The Tribe of Zebulun
At the division of territory the lot of Zebulun came up third, and assigned to him a beautifully diversified stretch of country in the North. The area of his possession is in general clear enough, but it is impossible to define the boundaries exactly (Josh 19:10-16). The line ran northward from Mt. Tabor, keeping on the heights West of the Sea of Galilee, on to Kerr `Anan (Hannathon). It turned westward along the base of the mountain, and reached the border of Asher, probably by the vale of `Abilin. It then proceeded southward to the Kishon opposite Tell Kaimun (Jokneam). As the plain belonged to Issachar, the south border would skirt its northern edge, terminating again at Tabor, probably near Deburiyeh (Daberath), which belonged to Issachar (21:28).

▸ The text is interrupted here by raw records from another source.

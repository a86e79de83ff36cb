use ratatui::Frame;
use ratatui::layout::Rect;
use ratatui::style::{Modifier, Style};
use ratatui::text::{Line, Span};
use ratatui::widgets::{Block, Borders, Clear, Paragraph};

use crate::tui::app::App;

use super::helpers::centered_rect;

const KEYS: &[(&str, &str)] = &[
    ("j / k", "move cursor"),
    ("g / G", "jump to top / bottom"),
    ("space", "toggle completion"),
    ("a", "add a note"),
    ("/", "search"),
    ("f", "filter All / Complete"),
    ("d", "dark / light theme"),
    ("esc", "clear search"),
    ("q", "quit"),
];

/// Render the help overlay listing the key bindings
pub fn render_help_overlay(frame: &mut Frame, app: &App, area: Rect) {
    let theme = app.theme();
    // Bindings + blank + footer, inside the border
    let height = (KEYS.len() + 4) as u16;
    let rect = centered_rect(area, 38, height);

    frame.render_widget(Clear, rect);

    let block = Block::default()
        .borders(Borders::ALL)
        .border_style(Style::default().fg(theme.border).bg(theme.surface))
        .style(Style::default().bg(theme.surface))
        .title(Span::styled(
            " HELP ",
            Style::default()
                .fg(theme.accent)
                .bg(theme.surface)
                .add_modifier(Modifier::BOLD),
        ));
    let inner = block.inner(rect);
    frame.render_widget(block, rect);

    let mut lines: Vec<Line> = Vec::new();
    for (key, desc) in KEYS {
        lines.push(Line::from(vec![
            Span::styled(
                format!("  {:<7}", key),
                Style::default().fg(theme.accent).bg(theme.surface),
            ),
            Span::styled(
                desc.to_string(),
                Style::default().fg(theme.text).bg(theme.surface),
            ),
        ]));
    }
    lines.push(Line::from(""));
    lines.push(
        Line::from(Span::styled(
            "? or Esc to close",
            Style::default().fg(theme.dim).bg(theme.surface),
        ))
        .centered(),
    );

    let paragraph = Paragraph::new(lines).style(Style::default().bg(theme.surface));
    frame.render_widget(paragraph, inner);
}

#[cfg(test)]
mod tests {
    use super::*;
    use crate::tui::render::test_helpers::*;

    #[test]
    fn help_lists_the_bindings() {
        let app = app_with_notes(&[]);
        let output = render_to_string(TERM_W, TERM_H, |frame, area| {
            render_help_overlay(frame, &app, area);
        });

        assert!(output.contains("HELP"));
        assert!(output.contains("toggle completion"));
        assert!(output.contains("dark / light theme"));
        assert!(output.contains("? or Esc to close"));
    }
}
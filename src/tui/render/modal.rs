use ratatui::Frame;
use ratatui::layout::Rect;
use ratatui::style::{Modifier, Style};
use ratatui::text::{Line, Span};
use ratatui::widgets::{Block, Borders, Clear, Paragraph};

use crate::tui::app::App;
use crate::util::unicode::{display_width, next_grapheme_boundary};

use super::helpers::centered_rect;

const MODAL_WIDTH: u16 = 46;
const MODAL_HEIGHT: u16 = 5;

/// Render the entry modal: bordered popup with the draft input line and
/// key hints
pub fn render_modal(frame: &mut Frame, app: &App, area: Rect) {
    let theme = app.theme();
    let rect = centered_rect(area, MODAL_WIDTH, MODAL_HEIGHT);

    frame.render_widget(Clear, rect);

    let block = Block::default()
        .borders(Borders::ALL)
        .border_style(Style::default().fg(theme.border).bg(theme.surface))
        .style(Style::default().bg(theme.surface))
        .title(Span::styled(
            " NEW NOTE ",
            Style::default()
                .fg(theme.accent)
                .bg(theme.surface)
                .add_modifier(Modifier::BOLD),
        ));
    let inner = block.inner(rect);
    frame.render_widget(block, rect);
    if inner.height == 0 {
        return;
    }

    // Input row
    let input_area = Rect::new(inner.x + 1, inner.y, inner.width.saturating_sub(2), 1);
    render_input(frame, app, input_area);

    // Hint row at the bottom of the popup
    if inner.height >= 3 {
        let hint_area = Rect::new(inner.x + 1, inner.y + inner.height - 1, input_area.width, 1);
        let hint = Paragraph::new("Enter apply  Esc cancel")
            .style(Style::default().fg(theme.dim).bg(theme.surface))
            .right_aligned();
        frame.render_widget(hint, hint_area);
    }
}

fn render_input(frame: &mut Frame, app: &App, area: Rect) {
    let theme = app.theme();
    let bg = theme.surface;
    let width = area.width as usize;

    let draft = app.store.draft();
    if draft.is_empty() {
        let placeholder = Paragraph::new(Line::from(vec![
            Span::styled("\u{258C}", Style::default().fg(theme.accent).bg(bg)),
            Span::styled(
                "Input your note...",
                Style::default().fg(theme.dim).bg(bg),
            ),
        ]))
        .style(Style::default().bg(bg));
        frame.render_widget(placeholder, area);
        return;
    }

    let at = app.draft_cursor.min(draft.len());
    let mut before = &draft[..at];
    let after = &draft[at..];

    // Slide the window so the cursor stays visible on long drafts
    while display_width(before) > width.saturating_sub(2) {
        match next_grapheme_boundary(before, 0) {
            Some(b) => before = &before[b..],
            None => break,
        }
    }

    let text_style = Style::default().fg(theme.text_bright).bg(bg);
    let shown_after_width = width.saturating_sub(display_width(before) + 1);
    let mut spans = vec![
        Span::styled(before.to_string(), text_style),
        Span::styled("\u{258C}", Style::default().fg(theme.accent).bg(bg)),
    ];
    if !after.is_empty() && shown_after_width > 0 {
        let mut shown_after = after.to_string();
        if display_width(&shown_after) > shown_after_width {
            shown_after = crate::util::unicode::truncate_to_width(after, shown_after_width);
        }
        spans.push(Span::styled(shown_after, text_style));
    }

    let paragraph = Paragraph::new(Line::from(spans)).style(Style::default().bg(bg));
    frame.render_widget(paragraph, area);
}

#[cfg(test)]
mod tests {
    use super::*;
    use crate::tui::render::test_helpers::*;

    #[test]
    fn modal_shows_title_placeholder_and_hints() {
        let mut app = app_with_notes(&[]);
        app.store.set_modal_open(true);

        let output = render_to_string(TERM_W, TERM_H, |frame, area| {
            render_modal(frame, &app, area);
        });

        assert!(output.contains("NEW NOTE"));
        assert!(output.contains("Input your note..."));
        assert!(output.contains("Enter apply  Esc cancel"));
    }

    #[test]
    fn modal_shows_the_draft_with_cursor() {
        let mut app = app_with_notes(&[]);
        app.store.set_modal_open(true);
        app.store.set_draft("Buy milk".into());
        app.draft_cursor = app.store.draft().len();

        let output = render_to_string(TERM_W, TERM_H, |frame, area| {
            render_modal(frame, &app, area);
        });

        assert!(output.contains("Buy milk\u{258C}"));
        assert!(!output.contains("Input your note..."));
    }

    #[test]
    fn cursor_mid_draft_splits_the_text() {
        let mut app = app_with_notes(&[]);
        app.store.set_modal_open(true);
        app.store.set_draft("abcd".into());
        app.draft_cursor = 2;

        let output = render_to_string(TERM_W, TERM_H, |frame, area| {
            render_modal(frame, &app, area);
        });

        assert!(output.contains("ab\u{258C}cd"));
    }

    #[test]
    fn long_draft_keeps_cursor_visible() {
        let mut app = app_with_notes(&[]);
        app.store.set_modal_open(true);
        let long = "x".repeat(120);
        app.store.set_draft(long.clone());
        app.draft_cursor = long.len();

        let output = render_to_string(TERM_W, TERM_H, |frame, area| {
            render_modal(frame, &app, area);
        });

        assert!(output.contains('\u{258C}'));
    }
}
use serde::{Deserialize, Serialize};
use std::collections::HashMap;

/// Configuration from config.toml
#[derive(Debug, Clone, Default, Serialize, Deserialize)]
pub struct Config {
    #[serde(default)]
    pub ui: UiConfig,
}

#[derive(Debug, Clone, Default, Serialize, Deserialize)]
pub struct UiConfig {
    /// Start in dark mode.
    #[serde(default)]
    pub dark: bool,
    /// Hex color overrides for the dark palette ("#RRGGBB"), keyed by
    /// theme field name.
    #[serde(default)]
    pub colors: HashMap<String, String>,
    /// Hex color overrides for the light palette.
    #[serde(default)]
    pub light_colors: HashMap<String, String>,
}
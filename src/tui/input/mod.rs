mod modal;
mod navigate;
mod search;

use crossterm::event::{KeyCode, KeyEvent};

use super::app::{App, Mode};

/// Handle a key event in the current mode
pub fn handle_key(app: &mut App, key: KeyEvent) {
    // Ignore bare modifier key presses (Shift, Ctrl, Alt, etc.)
    if matches!(key.code, KeyCode::Modifier(_)) {
        return;
    }

    // The entry modal intercepts all input while open
    if app.store.modal_open() {
        modal::handle_modal(app, key);
        return;
    }

    match app.mode {
        Mode::Navigate => navigate::handle_navigate(app, key),
        Mode::Search => search::handle_search(app, key),
    }
}

#[cfg(test)]
pub(crate) fn press(code: KeyCode) -> KeyEvent {
    KeyEvent::new(code, crossterm::event::KeyModifiers::NONE)
}

#[cfg(test)]
pub(crate) fn type_str(app: &mut App, text: &str) {
    for c in text.chars() {
        handle_key(app, press(KeyCode::Char(c)));
    }
}
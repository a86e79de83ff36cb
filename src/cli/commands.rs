use std::path::PathBuf;

use clap::Parser;

#[derive(Parser)]
#[command(name = "jot", about = concat!("[+] jot v", env!("CARGO_PKG_VERSION"), " - todos that vanish when you do"), version)]
pub struct Cli {
    /// Seed the session with these notes
    pub notes: Vec<String>,

    /// Start in dark mode
    #[arg(long)]
    pub dark: bool,

    /// Use a specific config file
    #[arg(long, value_name = "PATH")]
    pub config: Option<PathBuf>,
}
use ratatui::Frame;
use ratatui::layout::Rect;
use ratatui::style::Style;
use ratatui::text::{Line, Span};
use ratatui::widgets::Paragraph;

use crate::ops::view::visible_notes;
use crate::tui::app::{App, Mode};
use crate::util::unicode::display_width;

/// Render the status row (bottom of screen)
pub fn render_status_row(frame: &mut Frame, app: &App, area: Rect) {
    let theme = app.theme();
    let bg = theme.background;
    let width = area.width as usize;

    let mut spans: Vec<Span> = Vec::new();

    match app.mode {
        Mode::Search => {
            // Search prompt: /term▌
            spans.push(Span::styled(
                format!(" /{}", app.store.search_term()),
                Style::default().fg(theme.text_bright).bg(bg),
            ));
            spans.push(Span::styled(
                "\u{258C}",
                Style::default().fg(theme.accent).bg(bg),
            ));
            spans.push(Span::styled(
                "  Enter keep  Esc cancel",
                Style::default().fg(theme.dim).bg(bg),
            ));
        }
        Mode::Navigate => {
            if !app.store.search_term().is_empty() {
                spans.push(Span::styled(
                    format!(" /{}", app.store.search_term()),
                    Style::default().fg(theme.dim).bg(bg),
                ));
                spans.push(Span::styled("  ", Style::default().bg(bg)));
            }
            spans.push(Span::styled(
                " a add  space toggle  / search  f filter  d theme  ? help  q quit",
                Style::default().fg(theme.dim).bg(bg),
            ));
        }
    }

    // Counts, right-aligned: visible/total plus how many are done
    let visible = visible_notes(&app.store).len();
    let counts = format!(
        "{}/{} \u{00B7} {} done ",
        visible,
        app.store.len(),
        app.store.completed_count()
    );
    let used: usize = spans.iter().map(|s| display_width(&s.content)).sum();
    let counts_width = display_width(&counts);
    if used + counts_width < width {
        spans.push(Span::styled(
            " ".repeat(width - used - counts_width),
            Style::default().bg(bg),
        ));
        spans.push(Span::styled(
            counts,
            Style::default().fg(theme.dim).bg(bg),
        ));
    }

    let paragraph = Paragraph::new(Line::from(spans)).style(Style::default().bg(bg));
    frame.render_widget(paragraph, area);
}

#[cfg(test)]
mod tests {
    use super::*;
    use crate::tui::render::test_helpers::*;

    #[test]
    fn navigate_mode_shows_hints_and_counts() {
        let mut app = app_with_notes(&["a", "b", "c"]);
        let ids = app.visible_ids();
        app.store.toggle_completed(ids[0]);

        let output = render_to_string(80, 1, |frame, area| {
            render_status_row(frame, &app, area);
        });

        assert!(output.contains("a add"));
        assert!(output.contains("q quit"));
        assert!(output.contains("3/3 \u{00B7} 1 done"));
    }

    #[test]
    fn search_mode_shows_prompt_and_live_count() {
        let mut app = app_with_notes(&["Shop", "eat"]);
        app.mode = Mode::Search;
        app.store.set_search_term("s".into());

        let output = render_to_string(80, 1, |frame, area| {
            render_status_row(frame, &app, area);
        });

        assert!(output.contains("/s\u{258C}"));
        assert!(output.contains("1/2"));
    }

    #[test]
    fn kept_search_term_stays_visible_in_navigate() {
        let mut app = app_with_notes(&["Shop", "eat"]);
        app.store.set_search_term("shop".into());

        let output = render_to_string(80, 1, |frame, area| {
            render_status_row(frame, &app, area);
        });

        assert!(output.contains("/shop"));
    }
}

Nazareth, Jesus' hometown, and Cana, where He performed His first miracle, both lay in the territory of Zebulun.
The Tribe of Benjamin
Its northern boundary ran westward from the Jordan River through Bethel and just south of Lower Beth Horon; its western boundary picked up at this point to Kirjath Jearim; its southern border ran eastward to the northern point of the Dead Sea; and its easternmost limit was the Jordan River (Josh. 18:11-20). The chief towns in this hilly, fertile region were Jerusalem, Jericho, Bethel, Gibeon, Gibeath, and Mizpah (Josh. 18:21-28).
The Tribe of Ephraim
This tribe settled a territory bounded on the north by the territory of Manasseh (west of the River Jordan) and on the south by the territories of Dan and Benjamin (Josh. 16:5-10).
The Tribe of Manasseh
In the settlement of Canaan, land was provided for Manasseh on both sides of the Jordan River. Eastern Manasseh was able to occupy its land only after it had aided the other tribes in conquering their territories (Num. 32:1-33). Because of the Canaanite fortresses and strong cities in the land (for example, Megiddo, En Dor, Taanach, Dor, Ibleam, and Beth Shean), western Manasseh had difficulty settling its territory.